### Information
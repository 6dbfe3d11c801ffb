// Market data: candle persistence and the live feed abstraction
pub mod memory;
pub mod synthetic;

pub use memory::InMemoryCandleStore;
pub use synthetic::{MarketScenario, SyntheticDataGenerator, SyntheticFeed};

use async_trait::async_trait;
use chrono::{DateTime, Utc};
use tokio::sync::mpsc;

use crate::error::Result;
use crate::models::{Candle, TimeFrame};

/// Candle persistence
///
/// `save_candle` is idempotent on `(symbol, timestamp)`: the first write
/// wins and later duplicates are suppressed, never overwritten.
#[async_trait]
pub trait CandleStore: Send + Sync {
    /// Returns `true` if the candle was inserted, `false` if it already existed
    async fn save_candle(&self, candle: &Candle) -> Result<bool>;

    /// Candles with `from <= timestamp <= to`, oldest first
    async fn get_candles(
        &self,
        symbol: &str,
        from: DateTime<Utc>,
        to: DateTime<Utc>,
    ) -> Result<Vec<Candle>>;

    async fn get_latest_candle(&self, symbol: &str) -> Result<Option<Candle>>;
}

/// Lazy, unbounded sequence of candles from a subscription
///
/// Ends (`next` returns `None`) once the feed side is dropped.
pub struct CandleStream {
    rx: mpsc::Receiver<Candle>,
}

impl CandleStream {
    pub fn new(rx: mpsc::Receiver<Candle>) -> Self {
        Self { rx }
    }

    /// Create a connected sender/stream pair
    pub fn channel(capacity: usize) -> (mpsc::Sender<Candle>, Self) {
        let (tx, rx) = mpsc::channel(capacity);
        (tx, Self::new(rx))
    }

    pub async fn next(&mut self) -> Option<Candle> {
        self.rx.recv().await
    }
}

/// Real-time candle source
///
/// Delivery may contain duplicates or arrive out of order; the pipeline
/// is responsible for tolerating both.
#[async_trait]
pub trait MarketDataFeed: Send + Sync {
    async fn subscribe(&self, symbol: &str, timeframe: TimeFrame) -> Result<CandleStream>;

    async fn unsubscribe(&self) -> Result<()>;
}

### Work to be completed
Every line of the records should be reproduced exactly.

### Exercise answer
repository 6dbfe3d11c801ffb
// Market data: candle persistence and the live feed abstraction
pub mod memory;
pub mod synthetic;

pub use memory::InMemoryCandleStore;
pub use synthetic::{MarketScenario, SyntheticDataGenerator, SyntheticFeed};

use async_trait::async_trait;
use chrono::{DateTime, Utc};
use tokio::sync::mpsc;

use crate::error::Result;
use crate::models::{Candle, TimeFrame};

/// Candle persistence
///
/// `save_candle` is idempotent on `(symbol, timestamp)`: the first write
/// wins and later duplicates are suppressed, never overwritten.
#[async_trait]
pub trait CandleStore: Send + Sync {
    /// Returns `true` if the candle was inserted, `false` if it already existed
    async fn save_candle(&self, candle: &Candle) -> Result<bool>;

    /// Candles with `from <= timestamp <= to`, oldest first
    async fn get_candles(
        &self,
        symbol: &str,
        from: DateTime<Utc>,
        to: DateTime<Utc>,
    ) -> Result<Vec<Candle>>;

    async fn get_latest_candle(&self, symbol: &str) -> Result<Option<Candle>>;
}

/// Lazy, unbounded sequence of candles from a subscription
///
/// Ends (`next` returns `None`) once the feed side is dropped.
pub struct CandleStream {
    rx: mpsc::Receiver<Candle>,
}

impl CandleStream {
    pub fn new(rx: mpsc::Receiver<Candle>) -> Self {
        Self { rx }
    }

    /// Create a connected sender/stream pair
    pub fn channel(capacity: usize) -> (mpsc::Sender<Candle>, Self) {
        let (tx, rx) = mpsc::channel(capacity);
        (tx, Self::new(rx))
    }

    pub async fn next(&mut self) -> Option<Candle> {
        self.rx.recv().await
    }
}

/// Real-time candle source
///
/// Delivery may contain duplicates or arrive out of order; the pipeline
/// is responsible for tolerating both.
#[async_trait]
pub trait MarketDataFeed: Send + Sync {
    async fn subscribe(&self, symbol: &str, timeframe: TimeFrame) -> Result<CandleStream>;

    async fn unsubscribe(&self) -> Result<()>;
}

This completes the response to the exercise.